A River of Profits
Amazon.com (Nasdaq: AMZN) has seen its stock soar more than 2,000 percent over the past decade and more than 60 percent over the past year. From its thriving e-commerce business to its ridiculously profitable Amazon Web Services (AWS) cloud-computing segment, along with its acquisitions of Whole Foods Market and video-doorbell leader Ring, Amazon is truly firing on all cylinders. (Last year, AWS contributed 10 percent of Amazon’s revenue — and some believe the business could triple over the next five years.)

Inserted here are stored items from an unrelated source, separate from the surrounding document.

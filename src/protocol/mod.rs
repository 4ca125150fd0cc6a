//! # Protocol Layer
//!
//! Everything between a decoded [`Packet`](crate::core::packet::Packet) and a reply.
//!
//! ## Components
//! - **Frame**: splits a message into datagrams and reassembles fragments
//! - **Session**: per-endpoint reassembly and the `SessionState` seam
//! - **Server**: challenge issuing and command dispatch for the answering role
//! - **Client**: command / challenge / reply pairing for the asking role
//! - **Handler**: registry of sessions keyed by remote address, with idle sweeping; the peer
//!   registry stores the role-tagged `Session`
//! - **Stats**: default reply builder over a shared game stats snapshot
//!
//! ## Exchange
//! ```text
//! client                         server
//!   A2S_RULES (no challenge)  ->
//!                             <- S2C_CHALLENGE c
//!   A2S_RULES c               ->
//!                             <- S2A_RULES (1..255 fragments)
//! ```

pub mod client;
pub mod frame;
pub mod handler;
pub mod server;
pub mod session;
pub mod stats;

Amazon’s revenue last quarter skyrocketed 39 percent year over year (on a constant-currency basis) to a staggering $51 billion, with operating income jumping 92 percent. Founder and CEO Jeff Bezos has confirmed that the Amazon Prime service sports more than 100 million members. Those members not only enjoy the fast, free shipping on millions of items for which Prime is best known, but also have access to Prime Music, Prime Instant Video, discounts at Whole Foods and other little-known benefits. In fact, Amazon recently used those benefits to justify increasing the price of Prime by $20, to $119 per year, marking its first price hike in four years.
With significant and accelerating growth drivers, Amazon.com is well worth considering as a long-term investment. (The Motley Fool owns shares of and has recommended Amazon.com. John Mackey, CEO of Whole Foods Market, an Amazon subsidiary, is a member of The Motley Fool’s board of directors.)